Your objective: Only lines with the word "stored" belong in the answer; copy them from the records below.

Dataset extract:
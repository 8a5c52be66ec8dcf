//! # Context Strategies
//!
//! This crate provides the strategies that turn a session's raw history
//! into a token-budgeted [`recall_core::OptimizedContext`].
//!
//! Available strategies:
//! - `RollingWindowStrategy`: most recent messages, newest-first fill
//! - `SummarizationStrategy`: recent slice verbatim, older slice compressed
//!   into one summary via the model client
//! - `SemanticSelectionStrategy`: most relevant messages for the current
//!   query, scored through the [`RelevanceScorer`] extension point
//! - `ImportanceBasedStrategy`: highest-importance messages first
//! - `HybridStrategy`: system floor, summary, semantic picks, recent
//!   verbatim, in that priority order
//!
//! Shared rules (every strategy):
//! - System messages are a hard inclusion floor; if they alone exceed the
//!   budget the result is returned with `over_budget` set
//! - empty history produces an empty all-zero result
//! - a history that already fits the budget is returned unmodified
//! - a non-zero budget smaller than any single candidate yields one
//!   truncated message with the `truncated` flag set
//!
//! ## Logging
//!
//! Strategies emit `tracing` debug logs so context behavior can be
//! inspected in production: selection sizes, summary fallbacks, budget
//! overruns.

mod fill;
mod hybrid;
mod importance;
mod registry;
mod relevance;
mod rolling_window;
mod semantic_selection;
mod strategy;
mod summarization;

pub use hybrid::HybridStrategy;
pub use importance::ImportanceBasedStrategy;
pub use registry::StrategyRegistry;
pub use relevance::{KeywordOverlapScorer, RelevanceScorer};
pub use rolling_window::RollingWindowStrategy;
pub use semantic_selection::SemanticSelectionStrategy;
pub use strategy::OptimizationStrategy;
pub use summarization::SummarizationStrategy;
//! Integration tests for the MemoryEngine surface.

mod common;

use common::{engine, system, user};
use recall::SessionStats;
use recall_core::{
    MemoryFilter, MessageRole, Page, ReadSelector, SessionStatus, SessionType, StrategyKind,
};

#[tokio::test]
async fn test_append_updates_store_and_stats() {
    let engine = engine();

    engine
        .append_message("s1", user("s1", "hello there", 10))
        .await
        .unwrap();
    engine
        .append_messages(
            "s1",
            vec![user("s1", "how are you", 10), user("s1", "today", 5)],
        )
        .await
        .unwrap();

    let stats = engine.stats("s1").await.unwrap();
    assert_eq!(stats.message_count, 3);
    assert_eq!(stats.total_tokens, 25);
    assert_eq!(stats.status, SessionStatus::Active);

    let messages = engine.read_messages("s1", ReadSelector::All).await.unwrap();
    assert_eq!(messages.len(), 3);
    assert_eq!(messages[0].content, "hello there");

    // session opened on first use
    let session = engine.get_session("s1").await.unwrap();
    assert_eq!(session.message_count, 3);
    assert_eq!(session.session_type, SessionType::Chat);
}

#[tokio::test]
async fn test_assemble_absent_session_returns_empty_default() {
    let engine = engine();
    let ctx = engine.assemble("ghost", Some(1000), None).await.unwrap();
    assert!(ctx.is_empty());
    assert_eq!(ctx.original_message_count, 0);

    // absence is not an error for stats either
    let stats = engine.stats("ghost").await.unwrap();
    assert_eq!(stats.message_count, SessionStats::default().message_count);
}

#[tokio::test]
async fn test_assemble_uses_session_type_default_strategy() {
    let engine = engine();
    engine
        .open_session("collab", SessionType::Collaborative)
        .await;
    engine
        .append_message("collab", user("collab", "hello", 10))
        .await
        .unwrap();

    let ctx = engine.assemble("collab", Some(100), None).await.unwrap();
    assert_eq!(ctx.strategy, StrategyKind::RollingWindow);

    // explicit strategy overrides the table
    let ctx = engine
        .assemble("collab", Some(100), Some(StrategyKind::ImportanceBased))
        .await
        .unwrap();
    assert_eq!(ctx.strategy, StrategyKind::ImportanceBased);
}

#[tokio::test]
async fn test_zero_budget_assembly_flags_and_drops() {
    let engine = engine();
    engine
        .append_messages(
            "s1",
            vec![user("s1", "one", 10), user("s1", "two", 10)],
        )
        .await
        .unwrap();

    let ctx = engine
        .assemble("s1", Some(0), Some(StrategyKind::RollingWindow))
        .await
        .unwrap();
    assert!(ctx.messages.is_empty());
    assert_eq!(ctx.dropped_message_count, 2);

    // with a System message present it is included and flagged over budget
    engine
        .append_message("s1", system("s1", "be kind", 10))
        .await
        .unwrap();
    let ctx = engine
        .assemble("s1", Some(0), Some(StrategyKind::RollingWindow))
        .await
        .unwrap();
    assert_eq!(ctx.messages.len(), 1);
    assert_eq!(ctx.messages[0].role, MessageRole::System);
    assert!(ctx.over_budget);
}

#[tokio::test]
async fn test_stats_track_last_compression_ratio() {
    let engine = engine();
    for i in 0..10 {
        engine
            .append_message("s1", user("s1", &format!("message number {i}"), 10))
            .await
            .unwrap();
    }

    // lossy assembly: 100 tokens into a budget of 30
    let ctx = engine
        .assemble("s1", Some(30), Some(StrategyKind::RollingWindow))
        .await
        .unwrap();
    assert!(ctx.compression_ratio() > 1.0);

    let stats = engine.stats("s1").await.unwrap();
    assert!(stats.compression_ratio > 1.0);
}

#[tokio::test]
async fn test_extraction_flows_into_long_term_memory() {
    let engine = engine();
    let messages = vec![
        user("s1", "My name is Ada and I live in London.", 12),
        user("s1", "I really like green tea.", 8),
    ];
    engine.append_messages("s1", messages.clone()).await.unwrap();

    assert!(engine.trigger_extraction("u1", messages).await);
    engine.wait_for_extraction_idle().await;

    let memories = engine
        .query_memories("u1", MemoryFilter::default(), Page::default())
        .await
        .unwrap();
    assert!(memories.iter().any(|m| m.key == "name" && m.value == "Ada"));
    assert!(memories.iter().any(|m| m.key.starts_with("like:")));

    let profile = engine.subject_profile("u1").await.unwrap();
    assert!(profile.statistics.total_facts >= 2);
    assert!(profile.statistics.total_preferences >= 1);

    assert!(engine.forget_subject("u1").await.unwrap() > 0);
    let profile = engine.subject_profile("u1").await.unwrap();
    assert_eq!(profile.statistics.total_facts, 0);
}

#[tokio::test]
async fn test_session_lifecycle() {
    let engine = engine();
    engine
        .append_message("s1", user("s1", "hello", 5))
        .await
        .unwrap();

    let archived = engine.archive_session("s1").await.unwrap();
    assert_eq!(archived.status, SessionStatus::Archived);
    let stats = engine.stats("s1").await.unwrap();
    assert_eq!(stats.status, SessionStatus::Archived);

    engine.clear_session("s1").await.unwrap();
    assert_eq!(engine.stats("s1").await.unwrap().message_count, 0);
    assert_eq!(engine.get_session("s1").await.unwrap().message_count, 0);

    engine.delete_session("s1").await.unwrap();
    assert!(engine.get_session("s1").await.is_none());
    assert!(engine.session_ids().await.unwrap().is_empty());
}

#[tokio::test]
async fn test_relationship_tracking_through_engine() {
    let engine = engine();
    let rel = engine
        .record_interaction(
            "u1",
            "char1",
            recall_core::Interaction::new("long warm chat", 0.8),
        )
        .await
        .unwrap();
    assert_eq!(rel.interactions.len(), 1);

    let fetched = engine.get_relationship("u1", "char1").await.unwrap().unwrap();
    assert_eq!(fetched.interactions.len(), 1);
    assert!(engine.get_relationship("u1", "nobody").await.unwrap().is_none());
}
//! # Long-Term Memory Types
//!
//! Durable, cross-session memory records extracted from conversation:
//! [`MemoryItem`] (facts, preferences, episodic memories) and
//! [`RelationshipMemory`] with its bounded interaction history.
//!
//! The upsert identity of a memory item is the composite key
//! `(subject_id, character_id?, kind, key)`: a later extraction for the same
//! key updates value and confidence instead of duplicating the row.

use chrono::{DateTime, Utc};
use serde::{Deserialize, Serialize};
use uuid::Uuid;

/// Category of a long-term memory item.
#[derive(Debug, Clone, Copy, Serialize, Deserialize, PartialEq, Eq, Hash)]
pub enum MemoryKind {
    /// A stable fact about the subject ("name", "location", ...)
    Fact,
    /// A like/dislike or configuration preference
    Preference,
    /// A remembered moment or event
    Episodic,
}

/// Where an extracted item came from.
#[derive(Debug, Clone, Copy, Serialize, Deserialize, PartialEq, Eq, Hash)]
pub enum MemorySource {
    /// Primary model-backed extractor
    Model,
    /// Deterministic rule-based extractor
    Rule,
    /// Manually entered by a caller
    Manual,
}

/// A single durable memory record scoped to a subject and optionally to a
/// character.
#[derive(Debug, Clone, Serialize, Deserialize, PartialEq)]
pub struct MemoryItem {
    /// Row identifier
    pub id: Uuid,
    /// Category of the item
    pub kind: MemoryKind,
    /// The user this memory belongs to
    pub subject_id: String,
    /// Scopes character-bound memories; `None` for subject-global items
    pub character_id: Option<String>,
    /// Upsert key within the (subject, character, kind) scope
    pub key: String,
    /// The remembered content
    pub value: String,
    /// Extraction confidence (0.0 to 1.0)
    pub confidence: f32,
    /// Importance score (0.0 to 1.0)
    pub importance: f32,
    /// Where the item came from
    pub source: MemorySource,
    /// Free-form tags
    pub tags: Vec<String>,
    /// When the item was first stored
    pub created_at: DateTime<Utc>,
    /// Last upsert time
    pub updated_at: DateTime<Utc>,
    /// Number of merges into this row
    pub access_count: u32,
}

impl MemoryItem {
    /// Creates a new item with defaults: confidence 0.7, importance 0.5,
    /// no character scope.
    pub fn new(
        kind: MemoryKind,
        subject_id: impl Into<String>,
        key: impl Into<String>,
        value: impl Into<String>,
        source: MemorySource,
    ) -> Self {
        let now = Utc::now();
        Self {
            id: Uuid::new_v4(),
            kind,
            subject_id: subject_id.into(),
            character_id: None,
            key: key.into(),
            value: value.into(),
            confidence: 0.7,
            importance: 0.5,
            source,
            tags: Vec::new(),
            created_at: now,
            updated_at: now,
            access_count: 0,
        }
    }

    /// Returns a copy scoped to a character.
    pub fn with_character(mut self, character_id: impl Into<String>) -> Self {
        self.character_id = Some(character_id.into());
        self
    }

    /// Returns a copy with the given confidence, clamped to [0, 1].
    pub fn with_confidence(mut self, confidence: f32) -> Self {
        self.confidence = confidence.clamp(0.0, 1.0);
        self
    }

    /// Returns a copy with the given importance, clamped to [0, 1].
    pub fn with_importance(mut self, importance: f32) -> Self {
        self.importance = importance.clamp(0.0, 1.0);
        self
    }

    /// Returns a copy with the given tags.
    pub fn with_tags(mut self, tags: Vec<String>) -> Self {
        self.tags = tags;
        self
    }

    /// True if `other` addresses the same upsert key.
    pub fn same_key(&self, other: &MemoryItem) -> bool {
        self.subject_id == other.subject_id
            && self.character_id == other.character_id
            && self.kind == other.kind
            && self.key == other.key
    }
}

/// Filter for long-term memory queries. Empty filter matches everything
/// for the subject.
#[derive(Debug, Clone, Default, Serialize, Deserialize)]
pub struct MemoryFilter {
    pub kind: Option<MemoryKind>,
    pub character_id: Option<String>,
    pub min_confidence: Option<f32>,
    pub min_importance: Option<f32>,
}

impl MemoryFilter {
    /// True if `item` passes every set field of the filter.
    pub fn matches(&self, item: &MemoryItem) -> bool {
        if let Some(kind) = self.kind {
            if item.kind != kind {
                return false;
            }
        }
        if let Some(character_id) = &self.character_id {
            if item.character_id.as_deref() != Some(character_id.as_str()) {
                return false;
            }
        }
        if let Some(min) = self.min_confidence {
            if item.confidence < min {
                return false;
            }
        }
        if let Some(min) = self.min_importance {
            if item.importance < min {
                return false;
            }
        }
        true
    }
}

/// Pagination window for memory queries.
#[derive(Debug, Clone, Copy, Serialize, Deserialize)]
pub struct Page {
    pub offset: usize,
    pub limit: usize,
}

impl Default for Page {
    fn default() -> Self {
        Self { offset: 0, limit: 50 }
    }
}

/// Closeness band of a relationship, inferred from its strength.
#[derive(Debug, Clone, Copy, Serialize, Deserialize, PartialEq, Eq, Hash)]
pub enum RelationshipType {
    Stranger,
    Acquaintance,
    Friend,
    Close,
    Companion,
}

/// One observed interaction between a subject and a related party.
#[derive(Debug, Clone, Serialize, Deserialize, PartialEq)]
pub struct Interaction {
    /// Short description of what happened
    pub summary: String,
    /// Sentiment of the interaction, -1.0 (hostile) to 1.0 (warm)
    pub sentiment: f32,
    pub timestamp: DateTime<Utc>,
}

impl Interaction {
    pub fn new(summary: impl Into<String>, sentiment: f32) -> Self {
        Self {
            summary: summary.into(),
            sentiment: sentiment.clamp(-1.0, 1.0),
            timestamp: Utc::now(),
        }
    }
}

/// Audit entry recorded whenever new evidence changes a relationship.
#[derive(Debug, Clone, Serialize, Deserialize, PartialEq)]
pub struct RelationshipChange {
    pub old_type: RelationshipType,
    pub new_type: RelationshipType,
    pub old_strength: f32,
    pub new_strength: f32,
    pub reason: String,
    pub timestamp: DateTime<Utc>,
}

/// Maximum interactions retained per relationship.
pub const MAX_INTERACTION_HISTORY: usize = 50;

/// Smoothing factor for strength updates: new evidence contributes 30%.
const STRENGTH_ALPHA: f32 = 0.3;

/// Durable record of the relationship between a subject and a related
/// party (another user or a character), mutated whenever new interaction
/// evidence is extracted.
#[derive(Debug, Clone, Serialize, Deserialize, PartialEq)]
pub struct RelationshipMemory {
    pub subject_id: String,
    pub related_id: String,
    pub relationship_type: RelationshipType,
    /// Closeness (0.0 to 1.0)
    pub strength: f32,
    /// Most recent interactions, bounded by [`MAX_INTERACTION_HISTORY`]
    pub interactions: Vec<Interaction>,
    /// Type/strength transitions with reasons
    pub changes: Vec<RelationshipChange>,
    pub created_at: DateTime<Utc>,
    pub updated_at: DateTime<Utc>,
}

impl RelationshipMemory {
    /// New relationship starting as a stranger with minimal strength.
    pub fn new(subject_id: impl Into<String>, related_id: impl Into<String>) -> Self {
        let now = Utc::now();
        Self {
            subject_id: subject_id.into(),
            related_id: related_id.into(),
            relationship_type: RelationshipType::Stranger,
            strength: 0.1,
            interactions: Vec::new(),
            changes: Vec::new(),
            created_at: now,
            updated_at: now,
        }
    }

    /// Closeness band for a strength value.
    pub fn type_for_strength(strength: f32) -> RelationshipType {
        match strength {
            s if s >= 0.85 => RelationshipType::Companion,
            s if s >= 0.65 => RelationshipType::Close,
            s if s >= 0.4 => RelationshipType::Friend,
            s if s >= 0.2 => RelationshipType::Acquaintance,
            _ => RelationshipType::Stranger,
        }
    }

    /// Applies one interaction: appends to the bounded history, moves the
    /// strength toward the interaction's sentiment (mapped into [0, 1]) by
    /// exponential smoothing, and records a change entry when the
    /// inferred type or the strength moved.
    ///
    /// Store implementations call this so that every backend shares the
    /// same merge semantics.
    pub fn apply_interaction(&mut self, interaction: Interaction, reason: &str) {
        let old_type = self.relationship_type;
        let old_strength = self.strength;

        let evidence = (interaction.sentiment + 1.0) / 2.0;
        self.strength = (old_strength * (1.0 - STRENGTH_ALPHA) + evidence * STRENGTH_ALPHA)
            .clamp(0.0, 1.0);
        self.relationship_type = Self::type_for_strength(self.strength);

        self.interactions.push(interaction);
        if self.interactions.len() > MAX_INTERACTION_HISTORY {
            let excess = self.interactions.len() - MAX_INTERACTION_HISTORY;
            self.interactions.drain(0..excess);
        }

        if self.relationship_type != old_type || (self.strength - old_strength).abs() > f32::EPSILON {
            self.changes.push(RelationshipChange {
                old_type,
                new_type: self.relationship_type,
                old_strength,
                new_strength: self.strength,
                reason: reason.to_string(),
                timestamp: Utc::now(),
            });
        }
        self.updated_at = Utc::now();
    }
}
//! Composite extraction pipeline: primary, then fallback, then hygiene.
//!
//! A plain two-step function per category, not a hierarchy. The primary
//! extractor's failures (errors, timeouts, empty output) are logged and
//! swallowed; only a fallback failure surfaces, as
//! [`recall_core::ExtractionError`].

use std::sync::Arc;

use tracing::{debug, warn};

use recall_core::{ExtractionError, MemoryItem, Message};

use crate::extractor::MemoryExtractor;
use crate::validate::validate_and_clean;

/// Default minimum confidence for stored items.
const DEFAULT_CONFIDENCE_THRESHOLD: f32 = 0.6;

/// Primary-with-fallback extraction, independently per category.
pub struct ExtractionPipeline {
    primary: Option<Arc<dyn MemoryExtractor>>,
    fallback: Arc<dyn MemoryExtractor>,
    confidence_threshold: f32,
}

impl ExtractionPipeline {
    /// `primary` is typically a [`crate::ModelExtractor`]; pass `None` to
    /// run rule-based extraction only. `fallback` must never fail under
    /// normal operation (the rule-based extractor qualifies).
    pub fn new(primary: Option<Arc<dyn MemoryExtractor>>, fallback: Arc<dyn MemoryExtractor>) -> Self {
        Self {
            primary,
            fallback,
            confidence_threshold: DEFAULT_CONFIDENCE_THRESHOLD,
        }
    }

    /// Overrides the minimum confidence kept by validation.
    pub fn with_confidence_threshold(mut self, threshold: f32) -> Self {
        self.confidence_threshold = threshold.clamp(0.0, 1.0);
        self
    }

    pub async fn extract_facts(
        &self,
        subject_id: &str,
        messages: &[Message],
    ) -> Result<Vec<MemoryItem>, ExtractionError> {
        if let Some(primary) = &self.primary {
            match primary.extract_facts(subject_id, messages).await {
                Ok(items) if !items.is_empty() => {
                    debug!(subject_id, count = items.len(), "Primary extractor produced facts");
                    return Ok(validate_and_clean(items, self.confidence_threshold));
                }
                Ok(_) => debug!(subject_id, "Primary extractor found no facts, using fallback"),
                Err(e) => warn!(subject_id, error = %e, "Primary fact extraction failed, using fallback"),
            }
        }
        let items = self
            .fallback
            .extract_facts(subject_id, messages)
            .await
            .map_err(|e| ExtractionError::FallbackFailed {
                category: "facts".to_string(),
                message: e.to_string(),
            })?;
        Ok(validate_and_clean(items, self.confidence_threshold))
    }

    pub async fn extract_preferences(
        &self,
        subject_id: &str,
        messages: &[Message],
    ) -> Result<Vec<MemoryItem>, ExtractionError> {
        if let Some(primary) = &self.primary {
            match primary.extract_preferences(subject_id, messages).await {
                Ok(items) if !items.is_empty() => {
                    debug!(subject_id, count = items.len(), "Primary extractor produced preferences");
                    return Ok(validate_and_clean(items, self.confidence_threshold));
                }
                Ok(_) => debug!(subject_id, "Primary extractor found no preferences, using fallback"),
                Err(e) => {
                    warn!(subject_id, error = %e, "Primary preference extraction failed, using fallback")
                }
            }
        }
        let items = self
            .fallback
            .extract_preferences(subject_id, messages)
            .await
            .map_err(|e| ExtractionError::FallbackFailed {
                category: "preferences".to_string(),
                message: e.to_string(),
            })?;
        Ok(validate_and_clean(items, self.confidence_threshold))
    }

    pub async fn extract_episodic(
        &self,
        subject_id: &str,
        messages: &[Message],
    ) -> Result<Vec<MemoryItem>, ExtractionError> {
        if let Some(primary) = &self.primary {
            match primary.extract_episodic(subject_id, messages).await {
                Ok(items) if !items.is_empty() => {
                    debug!(subject_id, count = items.len(), "Primary extractor produced episodic memories");
                    return Ok(validate_and_clean(items, self.confidence_threshold));
                }
                Ok(_) => debug!(subject_id, "Primary extractor found no episodic memories, using fallback"),
                Err(e) => {
                    warn!(subject_id, error = %e, "Primary episodic extraction failed, using fallback")
                }
            }
        }
        let items = self
            .fallback
            .extract_episodic(subject_id, messages)
            .await
            .map_err(|e| ExtractionError::FallbackFailed {
                category: "episodic".to_string(),
                message: e.to_string(),
            })?;
        Ok(validate_and_clean(items, self.confidence_threshold))
    }

    pub async fn extract_character_memories(
        &self,
        subject_id: &str,
        character_id: &str,
        messages: &[Message],
    ) -> Result<Vec<MemoryItem>, ExtractionError> {
        if let Some(primary) = &self.primary {
            match primary
                .extract_character_memories(subject_id, character_id, messages)
                .await
            {
                Ok(items) if !items.is_empty() => {
                    debug!(
                        subject_id,
                        character_id,
                        count = items.len(),
                        "Primary extractor produced character memories"
                    );
                    return Ok(validate_and_clean(items, self.confidence_threshold));
                }
                Ok(_) => debug!(subject_id, character_id, "Primary extractor found no character memories"),
                Err(e) => warn!(
                    subject_id,
                    character_id,
                    error = %e,
                    "Primary character extraction failed, using fallback"
                ),
            }
        }
        let items = self
            .fallback
            .extract_character_memories(subject_id, character_id, messages)
            .await
            .map_err(|e| ExtractionError::FallbackFailed {
                category: "character".to_string(),
                message: e.to_string(),
            })?;
        Ok(validate_and_clean(items, self.confidence_threshold))
    }

    pub async fn extract_scene_memories(
        &self,
        character_id: &str,
        scene_id: &str,
        messages: &[Message],
    ) -> Result<Vec<MemoryItem>, ExtractionError> {
        if let Some(primary) = &self.primary {
            match primary
                .extract_scene_memories(character_id, scene_id, messages)
                .await
            {
                Ok(items) if !items.is_empty() => {
                    debug!(
                        character_id,
                        scene_id,
                        count = items.len(),
                        "Primary extractor produced scene memories"
                    );
                    return Ok(validate_and_clean(items, self.confidence_threshold));
                }
                Ok(_) => debug!(character_id, scene_id, "Primary extractor found no scene memories"),
                Err(e) => warn!(
                    character_id,
                    scene_id,
                    error = %e,
                    "Primary scene extraction failed, using fallback"
                ),
            }
        }
        let items = self
            .fallback
            .extract_scene_memories(character_id, scene_id, messages)
            .await
            .map_err(|e| ExtractionError::FallbackFailed {
                category: "scene".to_string(),
                message: e.to_string(),
            })?;
        Ok(validate_and_clean(items, self.confidence_threshold))
    }
}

Exercise response:
    /// When the item was first stored
/// Default minimum confidence for stored items.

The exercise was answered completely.